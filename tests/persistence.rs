use anyhow::Result;
use deinemudda::config::{SETTINGS_ANTISPAM_ENABLED_KEY, SETTINGS_TRIGGER_PROBABILITY_KEY};
use deinemudda::persistence::{Chat, Persistence, PersistenceError, SqlPersistence, User};

async fn open() -> Result<SqlPersistence> {
    Ok(SqlPersistence::connect("sqlite::memory:").await?)
}

#[tokio::test]
async fn test_chat_round_trip_with_defaults() -> Result<()> {
    let db = open().await?;
    assert!(db.get_chat(1).await?.is_none());

    let mut chat = Chat::with_default_settings(1, "group");
    chat.upsert_member(User::new(10, "Anna").with_username("anna"));
    chat.upsert_member(User::new(11, "Bernd"));
    db.add_or_update_chat(&chat).await?;

    let stored = db.get_chat(1).await?.expect("chat stored");
    assert_eq!(stored.chat_type, "group");
    assert_eq!(
        stored.users.iter().map(|u| u.id).collect::<Vec<_>>(),
        vec![10, 11]
    );
    assert!(stored.antispam_enabled());
    assert!((stored.trigger_probability() - 0.02).abs() < f64::EPSILON);
    Ok(())
}

#[tokio::test]
async fn test_setting_is_stored_once_per_key() -> Result<()> {
    let db = open().await?;
    let mut chat = Chat::with_default_settings(1, "group");
    db.add_or_update_chat(&chat).await?;

    chat.set_setting(SETTINGS_TRIGGER_PROBABILITY_KEY, "0.5");
    db.add_or_update_chat(&chat).await?;
    chat.set_setting(SETTINGS_ANTISPAM_ENABLED_KEY, "off");
    db.add_or_update_chat(&chat).await?;

    let stored = db.get_chat(1).await?.expect("chat stored");
    assert_eq!(stored.settings.len(), 2);
    assert!((stored.trigger_probability() - 0.5).abs() < f64::EPSILON);
    assert!(!stored.antispam_enabled());
    assert_eq!(db.entity_counts().await?.settings, 2);
    Ok(())
}

#[tokio::test]
async fn test_delete_chat_removes_orphaned_users_only() -> Result<()> {
    let db = open().await?;

    let mut first = Chat::new(1, "group");
    first.upsert_member(User::new(10, "Anna"));
    first.upsert_member(User::new(11, "Bernd"));
    db.add_or_update_chat(&first).await?;

    let mut second = Chat::new(2, "group");
    second.upsert_member(User::new(11, "Bernd"));
    db.add_or_update_chat(&second).await?;

    db.delete_chat(1).await?;

    assert!(db.get_chat(1).await?.is_none());
    assert!(db.get_user(10).await?.is_none());
    assert!(db.get_user(11).await?.is_some());

    let counts = db.entity_counts().await?;
    assert_eq!(counts.chats, 1);
    assert_eq!(counts.users, 1);
    assert_eq!(counts.users_per_chat, vec![(2, 1)]);
    Ok(())
}

#[tokio::test]
async fn test_member_update_keeps_moderation_state() -> Result<()> {
    let db = open().await?;
    db.add_or_update_chat(&Chat::new(1, "group")).await?;

    let mut user = User::new(10, "Anna");
    user.is_banned = true;
    db.add_or_update_user(&user).await?;

    db.add_or_update_chat_member(1, &User::new(10, "Anna-Lena").with_username("anna"))
        .await?;

    let stored = db.get_user(10).await?.expect("user stored");
    assert!(stored.is_banned);
    assert_eq!(stored.first_name, "Anna-Lena");
    assert_eq!(
        db.get_chat(1).await?.expect("chat stored").users.len(),
        1
    );
    Ok(())
}

#[tokio::test]
async fn test_member_of_unknown_chat_is_rejected() -> Result<()> {
    let db = open().await?;
    let result = db.add_or_update_chat_member(5, &User::new(10, "Anna")).await;
    assert!(matches!(result, Err(PersistenceError::ChatNotFound(5))));
    Ok(())
}

#[tokio::test]
async fn test_remove_chat_member() -> Result<()> {
    let db = open().await?;
    let mut chat = Chat::new(1, "group");
    chat.upsert_member(User::new(10, "Anna"));
    db.add_or_update_chat(&chat).await?;

    db.remove_chat_member(1, 10).await?;

    assert!(db.get_chat(1).await?.expect("chat stored").users.is_empty());
    assert!(db.get_user(10).await?.is_some());
    assert_eq!(db.entity_counts().await?.users_per_chat, vec![(1, 0)]);
    Ok(())
}

#[tokio::test]
async fn test_user_lookup_by_username() -> Result<()> {
    let db = open().await?;
    db.add_or_update_user(&User::new(10, "Anna").with_username("AnnaBanana"))
        .await?;

    for query in ["AnnaBanana", "@annabanana", " annabanana "] {
        let user = db.get_user_by_username(query).await?;
        assert_eq!(user.map(|u| u.id), Some(10), "lookup of '{query}'");
    }
    assert!(db.get_user_by_username("@").await?.is_none());
    assert!(db.get_user_by_username("bernd").await?.is_none());
    Ok(())
}

#[tokio::test]
async fn test_timeout_is_persisted() -> Result<()> {
    let db = open().await?;
    let at = chrono::DateTime::from_timestamp(1_700_000_000, 0).expect("valid timestamp");

    let mut user = User::new(10, "Anna");
    user.last_timeout = Some(at);
    db.add_or_update_user(&user).await?;

    let stored = db.get_user(10).await?.expect("user stored");
    assert_eq!(stored.last_timeout, Some(at));
    assert!(!stored.is_banned);
    Ok(())
}

#[tokio::test]
async fn test_response_ratings() -> Result<()> {
    let db = open().await?;
    assert!(!db.is_response_bad("WhyRule", "warum").await?);

    db.rate_response("WhyRule", "warum", true).await?;
    assert!(db.is_response_bad("WhyRule", "warum").await?);
    assert!(!db.is_response_bad("WhoEnglishRule", "warum").await?);

    db.rate_response("WhyRule", "warum", false).await?;
    assert!(!db.is_response_bad("WhyRule", "warum").await?);
    assert_eq!(db.entity_counts().await?.ratings, 1);
    Ok(())
}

◆ ◆ ◆ ◆ ◆

■ PROBLEM TO SOLVE ■
The data must be given again in full, exactly as written.

■ FINISHED TASK ■
filename tests/persistence.rs
use anyhow::Result;
use deinemudda::config::{SETTINGS_ANTISPAM_ENABLED_KEY, SETTINGS_TRIGGER_PROBABILITY_KEY};
use deinemudda::persistence::{Chat, Persistence, PersistenceError, SqlPersistence, User};

async fn open() -> Result<SqlPersistence> {
    Ok(SqlPersistence::connect("sqlite::memory:").await?)
}

#[tokio::test]
async fn test_chat_round_trip_with_defaults() -> Result<()> {
    let db = open().await?;
    assert!(db.get_chat(1).await?.is_none());

    let mut chat = Chat::with_default_settings(1, "group");
    chat.upsert_member(User::new(10, "Anna").with_username("anna"));
    chat.upsert_member(User::new(11, "Bernd"));
    db.add_or_update_chat(&chat).await?;

    let stored = db.get_chat(1).await?.expect("chat stored");
    assert_eq!(stored.chat_type, "group");
    assert_eq!(
        stored.users.iter().map(|u| u.id).collect::<Vec<_>>(),
        vec![10, 11]
    );
    assert!(stored.antispam_enabled());
    assert!((stored.trigger_probability() - 0.02).abs() < f64::EPSILON);
    Ok(())
}

#[tokio::test]
async fn test_setting_is_stored_once_per_key() -> Result<()> {
    let db = open().await?;
    let mut chat = Chat::with_default_settings(1, "group");
    db.add_or_update_chat(&chat).await?;

    chat.set_setting(SETTINGS_TRIGGER_PROBABILITY_KEY, "0.5");
    db.add_or_update_chat(&chat).await?;
    chat.set_setting(SETTINGS_ANTISPAM_ENABLED_KEY, "off");
    db.add_or_update_chat(&chat).await?;

    let stored = db.get_chat(1).await?.expect("chat stored");
    assert_eq!(stored.settings.len(), 2);
    assert!((stored.trigger_probability() - 0.5).abs() < f64::EPSILON);
    assert!(!stored.antispam_enabled());
    assert_eq!(db.entity_counts().await?.settings, 2);
    Ok(())
}

#[tokio::test]
async fn test_delete_chat_removes_orphaned_users_only() -> Result<()> {
    let db = open().await?;

    let mut first = Chat::new(1, "group");
    first.upsert_member(User::new(10, "Anna"));
    first.upsert_member(User::new(11, "Bernd"));
    db.add_or_update_chat(&first).await?;

    let mut second = Chat::new(2, "group");
    second.upsert_member(User::new(11, "Bernd"));
    db.add_or_update_chat(&second).await?;

    db.delete_chat(1).await?;

    assert!(db.get_chat(1).await?.is_none());
    assert!(db.get_user(10).await?.is_none());
    assert!(db.get_user(11).await?.is_some());

    let counts = db.entity_counts().await?;
    assert_eq!(counts.chats, 1);
    assert_eq!(counts.users, 1);
    assert_eq!(counts.users_per_chat, vec![(2, 1)]);
    Ok(())
}

#[tokio::test]
async fn test_member_update_keeps_moderation_state() -> Result<()> {
    let db = open().await?;
    db.add_or_update_chat(&Chat::new(1, "group")).await?;

    let mut user = User::new(10, "Anna");
    user.is_banned = true;
    db.add_or_update_user(&user).await?;

    db.add_or_update_chat_member(1, &User::new(10, "Anna-Lena").with_username("anna"))
        .await?;

    let stored = db.get_user(10).await?.expect("user stored");
    assert!(stored.is_banned);
    assert_eq!(stored.first_name, "Anna-Lena");
    assert_eq!(
        db.get_chat(1).await?.expect("chat stored").users.len(),
        1
    );
    Ok(())
}

#[tokio::test]
async fn test_member_of_unknown_chat_is_rejected() -> Result<()> {
    let db = open().await?;
    let result = db.add_or_update_chat_member(5, &User::new(10, "Anna")).await;
    assert!(matches!(result, Err(PersistenceError::ChatNotFound(5))));
    Ok(())
}

#[tokio::test]
async fn test_remove_chat_member() -> Result<()> {
    let db = open().await?;
    let mut chat = Chat::new(1, "group");
    chat.upsert_member(User::new(10, "Anna"));
    db.add_or_update_chat(&chat).await?;

    db.remove_chat_member(1, 10).await?;

    assert!(db.get_chat(1).await?.expect("chat stored").users.is_empty());
    assert!(db.get_user(10).await?.is_some());
    assert_eq!(db.entity_counts().await?.users_per_chat, vec![(1, 0)]);
    Ok(())
}

#[tokio::test]
async fn test_user_lookup_by_username() -> Result<()> {
    let db = open().await?;
    db.add_or_update_user(&User::new(10, "Anna").with_username("AnnaBanana"))
        .await?;

    for query in ["AnnaBanana", "@annabanana", " annabanana "] {
        let user = db.get_user_by_username(query).await?;
        assert_eq!(user.map(|u| u.id), Some(10), "lookup of '{query}'");
    }
    assert!(db.get_user_by_username("@").await?.is_none());
    assert!(db.get_user_by_username("bernd").await?.is_none());
    Ok(())
}

#[tokio::test]
async fn test_timeout_is_persisted() -> Result<()> {
    let db = open().await?;
    let at = chrono::DateTime::from_timestamp(1_700_000_000, 0).expect("valid timestamp");

    let mut user = User::new(10, "Anna");
    user.last_timeout = Some(at);
    db.add_or_update_user(&user).await?;

    let stored = db.get_user(10).await?.expect("user stored");
    assert_eq!(stored.last_timeout, Some(at));
    assert!(!stored.is_banned);
    Ok(())
}

#[tokio::test]
async fn test_response_ratings() -> Result<()> {
    let db = open().await?;
    assert!(!db.is_response_bad("WhyRule", "warum").await?);

    db.rate_response("WhyRule", "warum", true).await?;
    assert!(db.is_response_bad("WhyRule", "warum").await?);
    assert!(!db.is_response_bad("WhoEnglishRule", "warum").await?);

    db.rate_response("WhyRule", "warum", false).await?;
    assert!(!db.is_response_bad("WhyRule", "warum").await?);
    assert_eq!(db.entity_counts().await?.ratings, 1);
    Ok(())
}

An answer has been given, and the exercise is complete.